Try it => A word-for-word repetition of the records beneath this task is the expected answer.

Top of Data for this task

use std::fs::{self, File};
use std::path::Path;

use tracing::debug;

use super::{BatchReport, OutputConfig};
use crate::core::{Invoice, TriageError, TriageResult, TriageSummary};

/// Header of the results table.
pub const RESULT_COLUMNS: [&str; 4] = ["invoice_id", "triage_bucket", "owner_queue", "reason"];

/// Write the results table and summary for a triaged batch.
///
/// `out_dir` is created (with parents) if it does not exist. Existing
/// artifacts with the same names are overwritten.
pub fn write_results(
    out_dir: impl AsRef<Path>,
    results: &[(Invoice, TriageResult)],
    config: &OutputConfig,
) -> Result<BatchReport, TriageError> {
    let out_dir = out_dir.as_ref();
    // computed first so an overflow leaves the output directory untouched
    let summary = TriageSummary::from_results(results)?;
    fs::create_dir_all(out_dir).map_err(|e| TriageError::io(out_dir, e))?;

    let results_path = out_dir.join(&config.results_file);
    let file = File::create(&results_path).map_err(|e| TriageError::io(&results_path, e))?;
    write_results_to(file, results)?;
    debug!(path = %results_path.display(), rows = results.len(), "wrote results table");

    let summary_path = out_dir.join(&config.summary_file);
    let json = serde_json::to_string_pretty(&summary)?;
    fs::write(&summary_path, json).map_err(|e| TriageError::io(&summary_path, e))?;
    debug!(path = %summary_path.display(), "wrote summary");

    Ok(BatchReport {
        results_path,
        summary_path,
        summary,
    })
}

/// Write the results table to any sink.
pub fn write_results_to(
    sink: impl std::io::Write,
    results: &[(Invoice, TriageResult)],
) -> Result<(), TriageError> {
    let mut writer = csv::Writer::from_writer(sink);
    writer.write_record(RESULT_COLUMNS)?;
    for (inv, res) in results {
        writer.write_record([
            inv.invoice_id(),
            res.bucket().code(),
            res.owner_queue(),
            res.reason(),
        ])?;
    }
    writer.flush().map_err(|e| TriageError::io("<results>", e))?;
    Ok(())
}

#[cfg(test)]
mod tests {
    use super::*;
    use crate::core::{InvoiceBuilder, RuleEngine};
    use rust_decimal_macros::dec;

    fn batch() -> Vec<(Invoice, TriageResult)> {
        RuleEngine::standard().triage_all(vec![
            InvoiceBuilder::new("INV-1", "V-1")
                .po_number("PO-1")
                .grn_received("Y")
                .tax_id("AB12CD34")
                .payment_terms("NET30")
                .amount(dec!(100))
                .build()
                .unwrap(),
            InvoiceBuilder::new("INV-2", "V-1")
                .tax_id("AB12CD34")
                .payment_terms("NET30")
                .amount(dec!(250.75))
                .build()
                .unwrap(),
        ])
    }

    #[test]
    fn table_layout() {
        let mut buf = Vec::new();
        write_results_to(&mut buf, &batch()).unwrap();
        let text = String::from_utf8(buf).unwrap();
        let lines: Vec<&str> = text.lines().collect();
        assert_eq!(lines[0], "invoice_id,triage_bucket,owner_queue,reason");
        assert_eq!(lines[1], "INV-1,CLEAN,AP-AutoPay,Pass");
        assert_eq!(lines[2], "INV-2,MISSING_PO,AP-Helpdesk,PO missing");
        assert_eq!(lines.len(), 3);
    }

    #[test]
    fn reason_with_slash_is_unquoted() {
        let results = RuleEngine::standard().triage_all(vec![
            InvoiceBuilder::new("INV-3", "V-1")
                .po_number("PO-1")
                .payment_terms("NET30")
                .build()
                .unwrap(),
        ]);
        let mut buf = Vec::new();
        write_results_to(&mut buf, &results).unwrap();
        let text = String::from_utf8(buf).unwrap();
        assert!(text.contains("INV-3,TAX_DATA_ISSUE,Vendor-MDM,Tax ID missing/invalid"));
    }

    #[test]
    fn creates_nested_output_dir() {
        let dir = tempfile::tempdir().unwrap();
        let out = dir.path().join("a").join("b");
        let report = write_results(&out, &batch(), &OutputConfig::default()).unwrap();

        assert_eq!(report.results_path, out.join("triage_results.csv"));
        assert_eq!(report.summary_path, out.join("summary.json"));
        assert!(report.results_path.exists());
        assert_eq!(report.summary.total_invoices, 2);
        assert_eq!(report.summary.total_amount_at_risk, dec!(250.75));

        let json: serde_json::Value =
            serde_json::from_str(&fs::read_to_string(&report.summary_path).unwrap()).unwrap();
        assert_eq!(json["total_invoices"], 2);
        assert_eq!(json["total_amount_at_risk"], 250.75);
    }

    #[test]
    fn custom_file_names() {
        let dir = tempfile::tempdir().unwrap();
        let config = crate::io::OutputConfigBuilder::new()
            .results_file("r.csv")
            .summary_file("s.json")
            .build();
        let report = write_results(dir.path(), &batch(), &config).unwrap();
        assert!(dir.path().join("r.csv").exists());
        assert!(dir.path().join("s.json").exists());
        assert_eq!(report.summary_path, dir.path().join("s.json"));
    }
}
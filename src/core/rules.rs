//! The individual triage checks.
//!
//! Every rule is a pure function over a single [`Invoice`]. A rule returns
//! `Some` when its exception applies and `None` otherwise; rules never look
//! at each other's outcomes, so each can be tested and reordered alone.

use once_cell::sync::Lazy;
use regex::Regex;
use rust_decimal::Decimal;

use super::types::{Bucket, Invoice, TriageResult};

/// Invoices strictly above this amount need manual review.
pub const AMOUNT_OUTLIER_THRESHOLD: Decimal = Decimal::from_parts(10_000, 0, 0, false, 0);

/// Payment terms accepted without vendor-management review.
pub const ALLOWED_PAYMENT_TERMS: &[&str] = &["NET30", "NET45", "NET60"];

static TAX_ID_RE: Lazy<Regex> =
    Lazy::new(|| Regex::new(r"^[A-Za-z0-9]{8,15}$").expect("Invalid tax ID pattern"));

/// Check a vendor tax ID: 8 to 15 ASCII letters or digits, nothing else.
pub fn is_valid_tax_id(tax_id: &str) -> bool {
    TAX_ID_RE.is_match(tax_id)
}

/// MISSING_PO: no purchase order reference.
pub fn missing_po(inv: &Invoice) -> Option<TriageResult> {
    (!inv.has_po()).then(|| TriageResult::for_bucket(Bucket::MissingPo))
}

/// NO_GRN: a PO exists but the goods receipt is flagged as not posted.
///
/// Guarded on PO presence so it never contradicts [`missing_po`].
pub fn no_grn(inv: &Invoice) -> Option<TriageResult> {
    (inv.has_po() && inv.grn_missing()).then(|| TriageResult::for_bucket(Bucket::NoGrn))
}

/// TAX_DATA_ISSUE: vendor tax ID missing or malformed.
pub fn tax_data_issue(inv: &Invoice) -> Option<TriageResult> {
    let tax_id = inv.tax_id();
    (tax_id.is_empty() || !is_valid_tax_id(tax_id))
        .then(|| TriageResult::for_bucket(Bucket::TaxDataIssue))
}

/// AMOUNT_OUTLIER: amount strictly greater than [`AMOUNT_OUTLIER_THRESHOLD`].
pub fn amount_outlier(inv: &Invoice) -> Option<TriageResult> {
    (inv.amount() > AMOUNT_OUTLIER_THRESHOLD)
        .then(|| TriageResult::for_bucket(Bucket::AmountOutlier))
}

/// TERMS_MISMATCH: payment terms outside [`ALLOWED_PAYMENT_TERMS`].
///
/// Comparison is exact; `net30` is not standard.
pub fn terms_mismatch(inv: &Invoice) -> Option<TriageResult> {
    (!ALLOWED_PAYMENT_TERMS.contains(&inv.payment_terms()))
        .then(|| TriageResult::for_bucket(Bucket::TermsMismatch))
}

Bottom of Data for this task

Completed exercise =>
use std::fs::{self, File};
use std::path::Path;

use tracing::debug;

use super::{BatchReport, OutputConfig};
use crate::core::{Invoice, TriageError, TriageResult, TriageSummary};

/// Header of the results table.
pub const RESULT_COLUMNS: [&str; 4] = ["invoice_id", "triage_bucket", "owner_queue", "reason"];

/// Write the results table and summary for a triaged batch.
///
/// `out_dir` is created (with parents) if it does not exist. Existing
/// artifacts with the same names are overwritten.
pub fn write_results(
    out_dir: impl AsRef<Path>,
    results: &[(Invoice, TriageResult)],
    config: &OutputConfig,
) -> Result<BatchReport, TriageError> {
    let out_dir = out_dir.as_ref();
    // computed first so an overflow leaves the output directory untouched
    let summary = TriageSummary::from_results(results)?;
    fs::create_dir_all(out_dir).map_err(|e| TriageError::io(out_dir, e))?;

    let results_path = out_dir.join(&config.results_file);
    let file = File::create(&results_path).map_err(|e| TriageError::io(&results_path, e))?;
    write_results_to(file, results)?;
    debug!(path = %results_path.display(), rows = results.len(), "wrote results table");

    let summary_path = out_dir.join(&config.summary_file);
    let json = serde_json::to_string_pretty(&summary)?;
    fs::write(&summary_path, json).map_err(|e| TriageError::io(&summary_path, e))?;
    debug!(path = %summary_path.display(), "wrote summary");

    Ok(BatchReport {
        results_path,
        summary_path,
        summary,
    })
}

/// Write the results table to any sink.
pub fn write_results_to(
    sink: impl std::io::Write,
    results: &[(Invoice, TriageResult)],
) -> Result<(), TriageError> {
    let mut writer = csv::Writer::from_writer(sink);
    writer.write_record(RESULT_COLUMNS)?;
    for (inv, res) in results {
        writer.write_record([
            inv.invoice_id(),
            res.bucket().code(),
            res.owner_queue(),
            res.reason(),
        ])?;
    }
    writer.flush().map_err(|e| TriageError::io("<results>", e))?;
    Ok(())
}

#[cfg(test)]
mod tests {
    use super::*;
    use crate::core::{InvoiceBuilder, RuleEngine};
    use rust_decimal_macros::dec;

    fn batch() -> Vec<(Invoice, TriageResult)> {
        RuleEngine::standard().triage_all(vec![
            InvoiceBuilder::new("INV-1", "V-1")
                .po_number("PO-1")
                .grn_received("Y")
                .tax_id("AB12CD34")
                .payment_terms("NET30")
                .amount(dec!(100))
                .build()
                .unwrap(),
            InvoiceBuilder::new("INV-2", "V-1")
                .tax_id("AB12CD34")
                .payment_terms("NET30")
                .amount(dec!(250.75))
                .build()
                .unwrap(),
        ])
    }

    #[test]
    fn table_layout() {
        let mut buf = Vec::new();
        write_results_to(&mut buf, &batch()).unwrap();
        let text = String::from_utf8(buf).unwrap();
        let lines: Vec<&str> = text.lines().collect();
        assert_eq!(lines[0], "invoice_id,triage_bucket,owner_queue,reason");
        assert_eq!(lines[1], "INV-1,CLEAN,AP-AutoPay,Pass");
        assert_eq!(lines[2], "INV-2,MISSING_PO,AP-Helpdesk,PO missing");
        assert_eq!(lines.len(), 3);
    }

    #[test]
    fn reason_with_slash_is_unquoted() {
        let results = RuleEngine::standard().triage_all(vec![
            InvoiceBuilder::new("INV-3", "V-1")
                .po_number("PO-1")
                .payment_terms("NET30")
                .build()
                .unwrap(),
        ]);
        let mut buf = Vec::new();
        write_results_to(&mut buf, &results).unwrap();
        let text = String::from_utf8(buf).unwrap();
        assert!(text.contains("INV-3,TAX_DATA_ISSUE,Vendor-MDM,Tax ID missing/invalid"));
    }

    #[test]
    fn creates_nested_output_dir() {
        let dir = tempfile::tempdir().unwrap();
        let out = dir.path().join("a").join("b");
        let report = write_results(&out, &batch(), &OutputConfig::default()).unwrap();

        assert_eq!(report.results_path, out.join("triage_results.csv"));
        assert_eq!(report.summary_path, out.join("summary.json"));
        assert!(report.results_path.exists());
        assert_eq!(report.summary.total_invoices, 2);
        assert_eq!(report.summary.total_amount_at_risk, dec!(250.75));

        let json: serde_json::Value =
            serde_json::from_str(&fs::read_to_string(&report.summary_path).unwrap()).unwrap();
        assert_eq!(json["total_invoices"], 2);
        assert_eq!(json["total_amount_at_risk"], 250.75);
    }

    #[test]
    fn custom_file_names() {
        let dir = tempfile::tempdir().unwrap();
        let config = crate::io::OutputConfigBuilder::new()
            .results_file("r.csv")
            .summary_file("s.json")
            .build();
        let report = write_results(dir.path(), &batch(), &config).unwrap();
        assert!(dir.path().join("r.csv").exists());
        assert!(dir.path().join("s.json").exists());
        assert_eq!(report.summary_path, dir.path().join("s.json"));
    }
}
filename src/core/rules.rs
//! The individual triage checks.
//!
//! Every rule is a pure function over a single [`Invoice`]. A rule returns
//! `Some` when its exception applies and `None` otherwise; rules never look
//! at each other's outcomes, so each can be tested and reordered alone.

use once_cell::sync::Lazy;
use regex::Regex;
use rust_decimal::Decimal;

use super::types::{Bucket, Invoice, TriageResult};

/// Invoices strictly above this amount need manual review.
pub const AMOUNT_OUTLIER_THRESHOLD: Decimal = Decimal::from_parts(10_000, 0, 0, false, 0);

/// Payment terms accepted without vendor-management review.
pub const ALLOWED_PAYMENT_TERMS: &[&str] = &["NET30", "NET45", "NET60"];

static TAX_ID_RE: Lazy<Regex> =
    Lazy::new(|| Regex::new(r"^[A-Za-z0-9]{8,15}$").expect("Invalid tax ID pattern"));

/// Check a vendor tax ID: 8 to 15 ASCII letters or digits, nothing else.
pub fn is_valid_tax_id(tax_id: &str) -> bool {
    TAX_ID_RE.is_match(tax_id)
}

/// MISSING_PO: no purchase order reference.
pub fn missing_po(inv: &Invoice) -> Option<TriageResult> {
    (!inv.has_po()).then(|| TriageResult::for_bucket(Bucket::MissingPo))
}

/// NO_GRN: a PO exists but the goods receipt is flagged as not posted.
///
/// Guarded on PO presence so it never contradicts [`missing_po`].
pub fn no_grn(inv: &Invoice) -> Option<TriageResult> {
    (inv.has_po() && inv.grn_missing()).then(|| TriageResult::for_bucket(Bucket::NoGrn))
}

/// TAX_DATA_ISSUE: vendor tax ID missing or malformed.
pub fn tax_data_issue(inv: &Invoice) -> Option<TriageResult> {
    let tax_id = inv.tax_id();
    (tax_id.is_empty() || !is_valid_tax_id(tax_id))
        .then(|| TriageResult::for_bucket(Bucket::TaxDataIssue))
}

/// AMOUNT_OUTLIER: amount strictly greater than [`AMOUNT_OUTLIER_THRESHOLD`].
pub fn amount_outlier(inv: &Invoice) -> Option<TriageResult> {
    (inv.amount() > AMOUNT_OUTLIER_THRESHOLD)
        .then(|| TriageResult::for_bucket(Bucket::AmountOutlier))
}

/// TERMS_MISMATCH: payment terms outside [`ALLOWED_PAYMENT_TERMS`].
///
/// Comparison is exact; `net30` is not standard.
pub fn terms_mismatch(inv: &Invoice) -> Option<TriageResult> {
    (!ALLOWED_PAYMENT_TERMS.contains(&inv.payment_terms()))
        .then(|| TriageResult::for_bucket(Bucket::TermsMismatch))
}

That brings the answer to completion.